During the selection process my entry first made it to the Longlist and then a month later to the shortlist.
The results were announced today i.e. 1st November 2014. I was pleased that my poem was chosen the winner from amongst so many wonderful entries! Yes...there's nothing quite like winning! I'm all smiles now. Thank you Escribes!
Here's the poem:-
House For Sale
The bungalow at Marine Drive is on sale;
the last of its owners has died
leaving behind walls lunatic with visions
and red luscious dates ashen with grief
The mist gliding inwards from the Arabian Sea
like an aerophane of damp ice blue chiffon
sketching a familiar face on the house's bleached exterior,
stubborn about not forgetting...
not forgetting the old man...and how, when he sat down to write his Will,
he realized he had no one to leave it to, except the theatre group,
which he'd attended just for the heck of it,
just so that he didn't choke on his evenings.
How, when he'd put down his Sheaffer pen, with the faintest of sighs,
he'd simply picked up his Lantus - carefully calibrated the insulin to his calorie intake,
popped pills, fluffed up the pillows with empty thoughts and dreamless ness,
blown kisses to the chrysanthemums and dahlias before drifting off to sleep forever.
The sea couldn't forget the stench of his peace;
such absolute stillness, not even the neighbors stirred...
until death rode the winds like a brass knocker and begged for attention.

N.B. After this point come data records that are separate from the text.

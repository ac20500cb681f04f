// ── Mark / highlight tracker ──────────────────────────────────────────────────
//
// Paints every match of a pattern with a highlight style (a Scintilla
// indicator) and reads marked text back out.
//
// Colour conventions:
//   • Colours are 0xRRGGBB.
//   • A single pattern always paints in `MARKER_COLOR` on `MARK_STYLES[0]`.
//   • List entries paint in a colour hashed from their find text, so the same
//     text gets the same colour on every run.  Styles are handed out from
//     `MARK_STYLES[1..]`; once they run out, new colours alias existing
//     styles round-robin and keep that style's earlier colour.

use std::collections::HashMap;

use tracing::debug;

use crate::{
    columns::DelimiterIndex,
    editor::{SearchFlags, TextBuffer},
    error::Result,
    pattern::PatternList,
    search::{scope::Scope, search_forward},
};

/// Indicator ids used for marks.  Ids below 8 belong to lexers and ids the
/// host reserves for its own find marks are skipped.
pub const MARK_STYLES: [usize; 20] =
    [10, 13, 14, 15, 16, 17, 18, 19, 20, 21, 22, 23, 24, 25, 26, 27, 28, 29, 30, 31];

/// Colour of single-pattern marks.
pub const MARKER_COLOR: u32 = 0x00_7F_00;

/// Indicator ids for column highlighting, one per column, reused cyclically.
pub const COLUMN_STYLES: [usize; 10] = [32, 33, 34, 35, 36, 37, 38, 39, 40, 41];

/// Pastel backgrounds for `COLUMN_STYLES`.
pub const COLUMN_COLORS: [u32; 10] = [
    0xFF_E0_E0, 0xC0_E0_FF, 0xE0_FF_E0, 0xFF_F0_C0, 0xE0_C0_FF, //
    0xC0_FF_FF, 0xFF_C0_E0, 0xF0_F0_F0, 0xFF_D0_A0, 0xD0_FF_A0,
];

/// DJB2 hash of `text`, reduced to a 24-bit colour.
pub fn generate_color(text: &[u8]) -> u32 {
    let hash = text
        .iter()
        .fold(5381u32, |h, &b| h.wrapping_mul(33).wrapping_add(u32::from(b)));
    hash & 0x00FF_FFFF
}

/// Text collected from every marked run.
#[derive(Debug, Clone, Default, PartialEq, Eq)]
pub struct MarkedText {
    pub text: Vec<u8>,
    /// Number of separate marked runs.
    pub blocks: usize,
}

// ── MarkTracker ───────────────────────────────────────────────────────────────

/// Owns the colour→style assignment for one document.
#[derive(Debug, Default)]
pub struct MarkTracker {
    styles: HashMap<u32, usize>,
    marked_strings: usize,
}

impl MarkTracker {
    pub fn new() -> Self {
        Self::default()
    }

    /// List entries that marked at least once during the last `mark_list`.
    pub fn marked_strings(&self) -> usize {
        self.marked_strings
    }

    /// Styles currently in use.
    pub fn style_count(&self) -> usize {
        self.styles.len()
    }

    /// Style assigned to `color`, if any.
    pub fn style_for(&self, color: u32) -> Option<usize> {
        self.styles.get(&color).copied()
    }

    /// Mark every match of one pattern in the fixed single-pattern style.
    pub fn mark_all<B: TextBuffer + ?Sized>(
        &mut self,
        buffer: &mut B,
        pattern: &[u8],
        flags: SearchFlags,
        scope: Scope<'_>,
    ) -> Result<usize> {
        self.mark_pattern(buffer, pattern, flags, scope, MARKER_COLOR, false)
    }

    /// Mark every enabled list entry, each in its own hashed colour.
    /// Returns the total number of matches marked.
    pub fn mark_list<B: TextBuffer + ?Sized>(
        &mut self,
        buffer: &mut B,
        list: &PatternList,
        scope: Scope<'_>,
    ) -> Result<usize> {
        self.marked_strings = 0;
        let mut total = 0;
        for entry in list.enabled() {
            let pattern = entry.find_bytes();
            let color = generate_color(&pattern);
            let count = self.mark_pattern(buffer, &pattern, entry.search_flags(), scope, color, true)?;
            if count > 0 {
                self.marked_strings += 1;
            }
            total += count;
        }
        debug!(total, strings = self.marked_strings, styles = self.styles.len(), "list marked");
        Ok(total)
    }

    fn mark_pattern<B: TextBuffer + ?Sized>(
        &mut self,
        buffer: &mut B,
        pattern: &[u8],
        flags: SearchFlags,
        scope: Scope<'_>,
        color: u32,
        from_list: bool,
    ) -> Result<usize> {
        if pattern.is_empty() {
            return Ok(0);
        }
        let mut count = 0;
        let mut pos = 0;
        while pos <= buffer.length() {
            let Some(hit) = search_forward(buffer, pattern, flags, scope, pos)? else {
                break;
            };
            if hit.length > 0 {
                let style = self.style(buffer, color, from_list);
                buffer.apply_highlight(style, hit.position, hit.length);
            }
            count += 1;
            pos = hit.end().max(hit.position + 1);
        }
        Ok(count)
    }

    /// Style for `color`, assigning and configuring one on first use.
    fn style<B: TextBuffer + ?Sized>(&mut self, buffer: &mut B, color: u32, from_list: bool) -> usize {
        if let Some(&style) = self.styles.get(&color) {
            return style;
        }
        let style = if from_list {
            MARK_STYLES[self.styles.len() % (MARK_STYLES.len() - 1) + 1]
        } else {
            MARK_STYLES[0]
        };
        // An aliased style keeps the colour it was first defined with.
        let aliased = self.styles.values().any(|&s| s == style);
        self.styles.insert(color, style);
        if !aliased {
            buffer.define_highlight(style, color);
        }
        style
    }

    /// Remove every mark from the document and forget the style map.
    pub fn clear_all<B: TextBuffer + ?Sized>(&mut self, buffer: &mut B) {
        let len = buffer.length();
        for &style in &MARK_STYLES {
            buffer.clear_highlight(style, 0, len);
        }
        self.styles.clear();
        self.marked_strings = 0;
    }

    /// Concatenate all marked text, style by style in document order.
    pub fn extract_marked_text<B: TextBuffer + ?Sized>(&self, buffer: &B) -> MarkedText {
        let mut out = MarkedText::default();
        for &style in &MARK_STYLES {
            collect_runs(buffer, style, &mut out);
        }
        out
    }
}

fn collect_runs<B: TextBuffer + ?Sized>(buffer: &B, style: usize, out: &mut MarkedText) {
    let len = buffer.length();
    let mut pos = 0;
    while pos < len {
        let end = buffer.highlight_end(style, pos);
        if end <= pos {
            break;
        }
        if buffer.highlight_value_at(style, pos) {
            out.blocks += 1;
            out.text.extend(buffer.text_range(pos, end));
        }
        pos = end;
    }
}

// ── Column highlighting ───────────────────────────────────────────────────────

/// Paint each selected column with its column colour.  Lines without a
/// delimiter count as one wide first column.
pub fn highlight_columns<B: TextBuffer + ?Sized>(buffer: &mut B, index: &DelimiterIndex) {
    for (&style, &color) in COLUMN_STYLES.iter().zip(&COLUMN_COLORS) {
        buffer.define_highlight(style, color);
    }
    for line in 0..index.len() {
        for (column, start, end) in index.selected_columns(line) {
            if end > start {
                let style = COLUMN_STYLES[(column - 1) % COLUMN_STYLES.len()];
                buffer.apply_highlight(style, start, end - start);
            }
        }
    }
    debug!(lines = index.len(), "columns highlighted");
}

pub fn clear_column_highlights<B: TextBuffer + ?Sized>(buffer: &mut B) {
    let len = buffer.length();
    for &style in &COLUMN_STYLES {
        buffer.clear_highlight(style, 0, len);
    }
}

// ── Tests ─────────────────────────────────────────────────────────────────────

#[cfg(test)]
mod tests {
    use super::*;
    use crate::{columns::ColumnDelimiterData, editor::memory::MemoryBuffer, pattern::PatternEntry};
    use pretty_assertions::assert_eq;

    fn literal() -> SearchFlags {
        SearchFlags::default()
    }

    #[test]
    fn color_is_deterministic() {
        assert_eq!(generate_color(b"foo"), generate_color(b"foo"));
        assert_ne!(generate_color(b"foo"), generate_color(b"bar"));
        // 5381 * 33 + 'a'
        assert_eq!(generate_color(b"a"), (5381 * 33 + 97) & 0xFF_FFFF);
        assert!(generate_color(b"a long pattern text") <= 0xFF_FFFF);
    }

    #[test]
    fn single_pattern_uses_fixed_style() {
        let mut buf = MemoryBuffer::new("one two one");
        let mut marks = MarkTracker::new();
        let n = marks.mark_all(&mut buf, b"one", literal(), Scope::Document).unwrap();
        assert_eq!(n, 2);
        assert_eq!(marks.style_for(MARKER_COLOR), Some(MARK_STYLES[0]));
        assert_eq!(buf.highlight_color(MARK_STYLES[0]), Some(MARKER_COLOR));
        assert!(buf.highlight_value_at(MARK_STYLES[0], 8));
        assert!(!buf.highlight_value_at(MARK_STYLES[0], 4));
    }

    #[test]
    fn list_entries_get_their_own_styles() {
        let mut buf = MemoryBuffer::new("red green blue");
        let list: PatternList = [
            PatternEntry::new("red", ""),
            PatternEntry::new("blue", ""),
            PatternEntry::new("violet", ""),
        ]
        .into_iter()
        .collect();
        let mut marks = MarkTracker::new();
        assert_eq!(marks.mark_list(&mut buf, &list, Scope::Document).unwrap(), 2);
        assert_eq!(marks.marked_strings(), 2);

        let red = marks.style_for(generate_color(b"red")).unwrap();
        let blue = marks.style_for(generate_color(b"blue")).unwrap();
        assert_ne!(red, blue);
        assert_ne!(red, MARK_STYLES[0]);
        assert_eq!(buf.highlight_color(blue), Some(generate_color(b"blue")));
    }

    #[test]
    fn styles_alias_past_the_limit() {
        let words: Vec<String> = (0..MARK_STYLES.len() + 3).map(|i| format!("w{i:02}")).collect();
        let mut buf = MemoryBuffer::new(words.join(" "));
        let list: PatternList = words.iter().map(|w| PatternEntry::new(w.as_str(), "")).collect();
        let mut marks = MarkTracker::new();
        let n = marks.mark_list(&mut buf, &list, Scope::Document).unwrap();
        assert_eq!(n, words.len());
        for w in &words {
            let style = marks.style_for(generate_color(w.as_bytes())).unwrap();
            assert!(MARK_STYLES[1..].contains(&style));
        }
        // The first pattern on each style owns its colour.
        let owners = MARK_STYLES.len() - 1;
        for w in &words[..owners] {
            let color = generate_color(w.as_bytes());
            let style = marks.style_for(color).unwrap();
            assert_eq!(buf.highlight_color(style), Some(color), "{w}");
        }
        let reused = marks.style_for(generate_color(words[owners].as_bytes())).unwrap();
        assert_eq!(reused, marks.style_for(generate_color(words[0].as_bytes())).unwrap());
        assert_eq!(buf.highlight_color(reused), Some(generate_color(words[0].as_bytes())));
    }

    #[test]
    fn clear_removes_everything() {
        let mut buf = MemoryBuffer::new("aaa");
        let mut marks = MarkTracker::new();
        marks.mark_all(&mut buf, b"a", literal(), Scope::Document).unwrap();
        marks.clear_all(&mut buf);
        assert_eq!(marks.style_count(), 0);
        assert!((0..3).all(|p| !buf.highlight_value_at(MARK_STYLES[0], p)));
        assert_eq!(marks.extract_marked_text(&buf), MarkedText::default());
    }

    #[test]
    fn extract_counts_blocks() {
        let mut buf = MemoryBuffer::new("ab ab xab");
        let mut marks = MarkTracker::new();
        marks.mark_all(&mut buf, b"ab", literal(), Scope::Document).unwrap();
        let out = marks.extract_marked_text(&buf);
        assert_eq!(out.blocks, 3);
        assert_eq!(out.text, b"ababab");
    }

    #[test]
    fn adjacent_matches_form_one_block() {
        let mut buf = MemoryBuffer::new("xxxx y");
        let mut marks = MarkTracker::new();
        assert_eq!(marks.mark_all(&mut buf, b"xx", literal(), Scope::Document).unwrap(), 2);
        assert_eq!(marks.extract_marked_text(&buf).blocks, 1);
    }

    #[test]
    fn empty_regex_matches_terminate() {
        let mut buf = MemoryBuffer::new("abc");
        let flags = SearchFlags { regex: true, ..SearchFlags::default() };
        let mut marks = MarkTracker::new();
        assert_eq!(marks.mark_all(&mut buf, b"z*", flags, Scope::Document).unwrap(), 4);
        assert_eq!(marks.extract_marked_text(&buf).blocks, 0);
    }

    #[test]
    fn column_highlighting() {
        let mut buf = MemoryBuffer::new("a,bb,c\nd,e,f");
        let data = ColumnDelimiterData::parse("2", ",", "").unwrap();
        let index = DelimiterIndex::build(&buf, data);
        highlight_columns(&mut buf, &index);
        let style = COLUMN_STYLES[1];
        assert!(buf.highlight_value_at(style, 2) && buf.highlight_value_at(style, 3));
        assert!(!buf.highlight_value_at(style, 4));
        assert!(buf.highlight_value_at(style, 9));

        clear_column_highlights(&mut buf);
        assert!(!buf.highlight_value_at(style, 2));
    }
}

Of course the birds had cried themselves hoarse. Frogs had croaked non-stop.
And now the house was up for sale. The theatre group didn't want it.
Wanted only the money...not the sentimental shroud of an old man,
not the front porch that reached out to strangers like a handshake
not the sunlight that fell just short of good Feng Shui.
I believe the day it was sold, the sea receded - like serotonin levels in anxiety,
the mud path that led to the house became mottled, the humus wept openly,
moss curled up, looked tawny. Dry leaves scratched each other restlessly.
All loyal to an old man who was one of them now.